I still believe it’s worth the risk for the Cubs to aggressively pursue Tanaka; this type of potentially high-end pitching talent is rarely available on the open market. But it’s certainly not the slam dunk I felt it was before we knew how drastically the new posting system would change. Paying a huge one-time fee and then a very reasonable deal (5/$60 million?) mitigates some of the risk that comes with Tanaka. However, handing out a multi-year deal that will almost certainly cost more than $20 million per season is a risk on its own. Add in Tanaka’s question marks and it becomes an even bigger gray area.

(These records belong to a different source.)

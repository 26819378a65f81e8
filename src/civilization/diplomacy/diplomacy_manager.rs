use std::collections::BTreeMap;

use serde::{Deserialize, Serialize};

use crate::civilization::diplomacy::{
    CityStatePersonality, DiplomacyFlags, DiplomaticModifiers, DiplomaticStatus, RelationshipLevel,
};
use crate::civilization::Civilization;
use crate::constants::Constants;
use crate::game_info::GameInfo;
use crate::models::ResourceSupplyList;
use crate::serializers::migrations;
use crate::trade::{Trade, TradeOfferType};

/// One civilization's half of a relationship with another civilization.
///
/// Each civ owns one manager per civ it has met, keyed by the other civ's name. The
/// other side is only ever reached through the [`GameInfo`] registry by name, so
/// cloning or saving a civilization never drags the other civ along with it.
#[derive(Debug, Clone, Serialize, Deserialize)]
pub struct DiplomacyManager {
    /// Name of the civ owning this manager
    pub civ_name: String,
    pub other_civ_name: String,
    pub trades: Vec<Trade>,
    pub diplomatic_status: DiplomaticStatus,
    /// Countdowns, strictly positive while present
    #[serde(deserialize_with = "migrations::deserialize_flags")]
    pub flags_countdown: BTreeMap<DiplomacyFlags, i32>,
    /// Never holds a zero after `add_modifier`
    #[serde(deserialize_with = "migrations::deserialize_modifiers")]
    pub diplomatic_modifiers: BTreeMap<DiplomaticModifiers, f32>,
    /// Only meaningful when the owner is a city-state
    pub(crate) influence: f32,
    /// Derived from `trades`, see [`DiplomacyManager::update_has_open_borders`]
    pub has_open_borders: bool,
}

impl DiplomacyManager {
    pub fn new(civ_name: impl Into<String>, other_civ_name: impl Into<String>) -> Self {
        Self {
            civ_name: civ_name.into(),
            other_civ_name: other_civ_name.into(),
            trades: Vec::new(),
            diplomatic_status: DiplomaticStatus::Peace,
            flags_countdown: BTreeMap::new(),
            diplomatic_modifiers: BTreeMap::new(),
            influence: 0.0,
            has_open_borders: false,
        }
    }

    pub fn civ_info<'a>(&self, game: &'a GameInfo) -> &'a Civilization {
        game.get_civilization(&self.civ_name)
    }

    pub fn other_civ<'a>(&self, game: &'a GameInfo) -> &'a Civilization {
        game.get_civilization(&self.other_civ_name)
    }

    /// The mirror edge, owned by the other civ
    pub fn other_civ_diplomacy<'a>(&self, game: &'a GameInfo) -> &'a DiplomacyManager {
        game.get_diplomacy_manager(&self.other_civ_name, &self.civ_name)
    }

    pub fn is_at_war(&self) -> bool {
        self.diplomatic_status == DiplomaticStatus::War
    }

    // region flags

    pub fn has_flag(&self, flag: DiplomacyFlags) -> bool {
        self.flags_countdown.contains_key(&flag)
    }

    pub fn get_flag(&self, flag: DiplomacyFlags) -> Option<i32> {
        self.flags_countdown.get(&flag).copied()
    }

    pub fn set_flag(&mut self, flag: DiplomacyFlags, amount: i32) {
        assert!(amount > 0, "flag {flag} must be set to a positive number of turns, got {amount}");
        self.flags_countdown.insert(flag, amount);
    }

    pub fn remove_flag(&mut self, flag: DiplomacyFlags) {
        self.flags_countdown.remove(&flag);
    }

    // endregion

    // region modifiers

    /// Adds to a modifier, removing it when the result is exactly zero
    pub fn add_modifier(&mut self, modifier: DiplomaticModifiers, amount: f32) {
        let current = self.diplomatic_modifiers.entry(modifier).or_insert(0.0);
        *current += amount;
        if *current == 0.0 {
            self.diplomatic_modifiers.remove(&modifier);
        }
    }

    /// Overwrites a modifier. Unlike `add_modifier` a zero is kept.
    pub fn set_modifier(&mut self, modifier: DiplomaticModifiers, amount: f32) {
        self.diplomatic_modifiers.insert(modifier, amount);
    }

    pub fn get_modifier(&self, modifier: DiplomaticModifiers) -> f32 {
        self.diplomatic_modifiers.get(&modifier).copied().unwrap_or(0.0)
    }

    pub fn has_modifier(&self, modifier: DiplomaticModifiers) -> bool {
        self.diplomatic_modifiers.contains_key(&modifier)
    }

    pub fn remove_modifier(&mut self, modifier: DiplomaticModifiers) {
        self.diplomatic_modifiers.remove(&modifier);
    }

    /// Moves a modifier towards zero by `amount`, removing it instead of overshooting
    pub fn revert_to_zero(&mut self, modifier: DiplomaticModifiers, amount: f32) {
        let Some(current_amount) = self.diplomatic_modifiers.get(&modifier).copied() else {
            return;
        };
        if amount >= current_amount.abs() {
            self.remove_modifier(modifier);
        } else if current_amount > 0.0 {
            self.add_modifier(modifier, -amount);
        } else {
            self.add_modifier(modifier, amount);
        }
    }

    /// Our opinion of the other civ. Only our own modifiers count, never theirs.
    pub fn opinion_of_other_civ(&self) -> f32 {
        self.diplomatic_modifiers.values().sum()
    }

    // endregion

    // region relationship

    pub fn relationship_level(&self, game: &GameInfo) -> RelationshipLevel {
        let civ_info = self.civ_info(game);
        let other_civ = self.other_civ(game);

        if civ_info.is_human() && other_civ.is_human() {
            return RelationshipLevel::Neutral; // People make their own choices.
        }

        if civ_info.is_human() {
            // Only the AI side has an opinion worth scoring
            return match other_civ.diplomacy.get(&self.civ_name) {
                Some(their_diplomacy) => their_diplomacy.relationship_level(game),
                None => RelationshipLevel::Neutral,
            };
        }

        if civ_info.is_city_state {
            return RelationshipLevel::from_influence(self.influence, self.is_at_war());
        }

        RelationshipLevel::from_opinion(self.opinion_of_other_civ(), self.is_at_war())
    }

    /// Civs both sides know, excluding the two sides themselves
    pub fn get_common_known_civs(&self, game: &GameInfo) -> Vec<String> {
        let other_civ = self.other_civ(game);
        game.get_known_civs(&self.civ_name)
            .into_iter()
            .filter(|name| *name != self.other_civ_name && other_civ.knows(name))
            .collect()
    }

    // endregion

    // region trades

    /// Turns left on an active peace treaty, 0 if there is none
    pub fn turns_to_peace_treaty(&self) -> i32 {
        self.trades
            .iter()
            .flat_map(|trade| trade.our_offers.iter())
            .find(|offer| offer.is_peace_treaty() && offer.duration > 0)
            .map_or(0, |offer| offer.duration)
    }

    pub fn can_declare_war(&self, game: &GameInfo) -> bool {
        !self.civ_info(game).is_defeated()
            && !self.other_civ(game).is_defeated()
            && self.turns_to_peace_treaty() == 0
            && self.diplomatic_status != DiplomaticStatus::War
    }

    /// Net gold per turn flowing to us from the trades with this civ
    pub fn gold_per_turn(&self) -> i32 {
        let mut gold_per_turn_for_us = 0;
        for trade in &self.trades {
            for offer in trade.our_offers.iter().filter(|o| o.trade_offer_type == TradeOfferType::GoldPerTurn) {
                gold_per_turn_for_us -= offer.amount;
            }
            for offer in trade.their_offers.iter().filter(|o| o.trade_offer_type == TradeOfferType::GoldPerTurn) {
                gold_per_turn_for_us += offer.amount;
            }
        }
        gold_per_turn_for_us
    }

    pub fn resources_from_trade(&self) -> ResourceSupplyList {
        let mut new_resource_supply_list = ResourceSupplyList::new();
        for trade in &self.trades {
            for offer in trade.our_offers.iter().filter(|o| o.trade_offer_type.is_resource()) {
                new_resource_supply_list.add(&offer.name, "Trade", -offer.amount);
            }
            for offer in trade.their_offers.iter().filter(|o| o.trade_offer_type.is_resource()) {
                new_resource_supply_list.add(&offer.name, "Trade", offer.amount);
            }
        }
        new_resource_supply_list
    }

    /// Recomputes `has_open_borders` from the trades. Returns true when the borders just closed.
    pub fn update_has_open_borders(&mut self) -> bool {
        let new_has_open_borders = self
            .trades
            .iter()
            .flat_map(|t| t.their_offers.iter())
            .any(|o| o.is_open_borders() && o.duration > 0);

        let borders_were_closed = self.has_open_borders && !new_has_open_borders;
        self.has_open_borders = new_has_open_borders;
        borders_were_closed
    }

    // endregion

    // region influence

    /// Influence of our city-state with the other civ
    pub fn get_influence(&self) -> f32 {
        self.influence
    }

    pub fn get_city_state_influence_resting_point(&self, game: &GameInfo) -> f32 {
        game.config.constants.city_state_resting_point
    }

    pub fn get_city_state_influence_degrade(&self, game: &GameInfo) -> f32 {
        if self.influence <= self.get_city_state_influence_resting_point(game) {
            return 0.0;
        }
        match self.civ_info(game).city_state_personality {
            CityStatePersonality::Hostile => 1.5,
            _ => 1.0,
        }
    }

    pub fn get_city_state_influence_recovery(&self, game: &GameInfo) -> f32 {
        if self.influence >= self.get_city_state_influence_resting_point(game) {
            return 0.0;
        }
        1.0 // sic: personality does not matter here
    }

    /// Turns until a city-state relationship drops a level, 0 if it is not about to
    pub fn get_turns_to_relationship_change(&self, game: &GameInfo) -> i32 {
        let civ_info = self.civ_info(game);
        let other_civ = self.other_civ(game);
        if other_civ.is_city_state {
            return other_civ
                .diplomacy
                .get(&self.civ_name)
                .map_or(0, |d| d.get_turns_to_relationship_change(game));
        }
        if !civ_info.is_city_state {
            return 0;
        }

        let drop_per_turn = self.get_city_state_influence_degrade(game);
        if drop_per_turn == 0.0 {
            return 0;
        }
        let threshold = match self.relationship_level(game) {
            RelationshipLevel::Ally => Constants::ALLY_INFLUENCE,
            RelationshipLevel::Friend => 30.0,
            _ => return 0,
        };
        ((self.influence - threshold) / drop_per_turn).ceil() as i32 + 1
    }

    // endregion
}

#[cfg(test)]
mod tests {
    use super::*;
    use crate::trade::TradeOffer;

    fn manager() -> DiplomacyManager {
        DiplomacyManager::new("Rome", "Greece")
    }

    #[test]
    fn test_add_then_subtract_removes_modifier() {
        let mut dm = manager();
        dm.add_modifier(DiplomaticModifiers::SharedEnemy, 5.0);
        dm.add_modifier(DiplomaticModifiers::SharedEnemy, -5.0);
        assert!(!dm.has_modifier(DiplomaticModifiers::SharedEnemy));
        assert!(dm.diplomatic_modifiers.is_empty());
    }

    #[test]
    fn test_set_modifier_keeps_zero() {
        let mut dm = manager();
        dm.set_modifier(DiplomaticModifiers::UnacceptableDemands, 0.0);
        assert!(dm.has_modifier(DiplomaticModifiers::UnacceptableDemands));
        assert_eq!(dm.opinion_of_other_civ(), 0.0);
    }

    #[test]
    fn test_revert_to_zero_moves_towards_zero_and_clamps() {
        let mut dm = manager();
        dm.set_modifier(DiplomaticModifiers::WarMongerer, -1.0);
        dm.revert_to_zero(DiplomaticModifiers::WarMongerer, 0.5);
        assert_eq!(dm.get_modifier(DiplomaticModifiers::WarMongerer), -0.5);
        dm.revert_to_zero(DiplomaticModifiers::WarMongerer, 0.75);
        assert!(!dm.has_modifier(DiplomaticModifiers::WarMongerer));

        dm.set_modifier(DiplomaticModifiers::YearsOfPeace, 2.0);
        dm.revert_to_zero(DiplomaticModifiers::YearsOfPeace, 0.5);
        assert_eq!(dm.get_modifier(DiplomaticModifiers::YearsOfPeace), 1.5);

        dm.revert_to_zero(DiplomaticModifiers::CapturedOurCities, 0.25);
        assert!(!dm.has_modifier(DiplomaticModifiers::CapturedOurCities));
    }

    #[test]
    fn test_opinion_is_sum_of_own_modifiers() {
        let mut dm = manager();
        dm.add_modifier(DiplomaticModifiers::DeclarationOfFriendship, 35.0);
        dm.add_modifier(DiplomaticModifiers::WarMongerer, -5.0);
        assert_eq!(dm.opinion_of_other_civ(), 30.0);
    }

    #[test]
    #[should_panic(expected = "positive number of turns")]
    fn test_flags_must_be_positive() {
        manager().set_flag(DiplomacyFlags::DeclaredWar, 0);
    }

    #[test]
    fn test_trade_queries() {
        let mut dm = manager();
        let mut trade = Trade::new();
        trade.our_offers.add(TradeOffer::with_duration("Iron", TradeOfferType::StrategicResource, 2, 20));
        trade.our_offers.add(TradeOffer::with_duration("Gold", TradeOfferType::GoldPerTurn, 3, 20));
        trade.their_offers.add(TradeOffer::with_duration("Gold", TradeOfferType::GoldPerTurn, 7, 20));
        trade.their_offers.add(TradeOffer::with_duration("Silk", TradeOfferType::LuxuryResource, 1, 20));
        trade.their_offers.add(TradeOffer::with_duration(Constants::OPEN_BORDERS, TradeOfferType::Agreement, 1, 20));
        dm.trades.push(trade);

        assert_eq!(dm.gold_per_turn(), 4);
        let resources = dm.resources_from_trade();
        assert_eq!(resources.amount_of("Iron"), -2);
        assert_eq!(resources.amount_of("Silk"), 1);
        assert!(!dm.update_has_open_borders());
        assert!(dm.has_open_borders);

        dm.trades.clear();
        assert!(dm.update_has_open_borders());
        assert!(!dm.has_open_borders);
    }

    #[test]
    fn test_turns_to_peace_treaty() {
        let mut dm = manager();
        assert_eq!(dm.turns_to_peace_treaty(), 0);
        let mut treaty = Trade::new();
        treaty.our_offers.add(TradeOffer::with_duration(Constants::PEACE_TREATY, TradeOfferType::Treaty, 1, 7));
        treaty.their_offers.add(TradeOffer::with_duration(Constants::PEACE_TREATY, TradeOfferType::Treaty, 1, 7));
        dm.trades.push(treaty);
        assert_eq!(dm.turns_to_peace_treaty(), 7);
    }
}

But my guess is most Cubs fans are ready for their team to start taking some of these risks. In this particular situation, I can’t say I disagree.

  • DarthHater

    “the inimitable Sahadev Sharma”

    Don’t be too sure. After listening to 40-odd podcasts, I have developed a spot-on impression of Sahadev. 😉

    • Brett

      *insert creepy laugh*

    • Jim

      …whats a podcast?

  • BenW

    The problem with waiting is that I don’t personally think Lester, Kershaw, or Scherzer hits FA. Bailey might, though it’s far more likely the Reds let Cueto walk. Shields and Masterson are good pitchers, but will both have draft pick compensation and will break the bank if they hit FA. I think we need to pursue Tanaka to the fullest, and see where the chips fall.

    • Chad

      Get the players when they are available. Can’t play the “if” game. The best pitchers will likely not come available. Though I do believe that Scherzer will because Boras likes his clients to test FA. I would love the see the cubs get Kershaw but I don’t believe there is anyway that happens. Lester and Bailey may be the best bets, but still they are not guaranteed to hit FA.

  • David

    It’s too bad that we have these perceived money issues. I’d love to see the books. Any chance of trading Jackson to the Yankees in an attempt to free up even more $$$?? I may be the minority that Jackson will improve this year, & next. He has value, plus $13 per year will be about right. But…. I’d much rather have Tanaka with his higher ceiling, along with his risks. 2015 just looks a lot better with Tanaka, Wood and Shark (or the TOP guy that we get for Shark). NEED TO START TAKING RISKS!!

    • Voice of Reason

      We are a couple of years away from taking risks.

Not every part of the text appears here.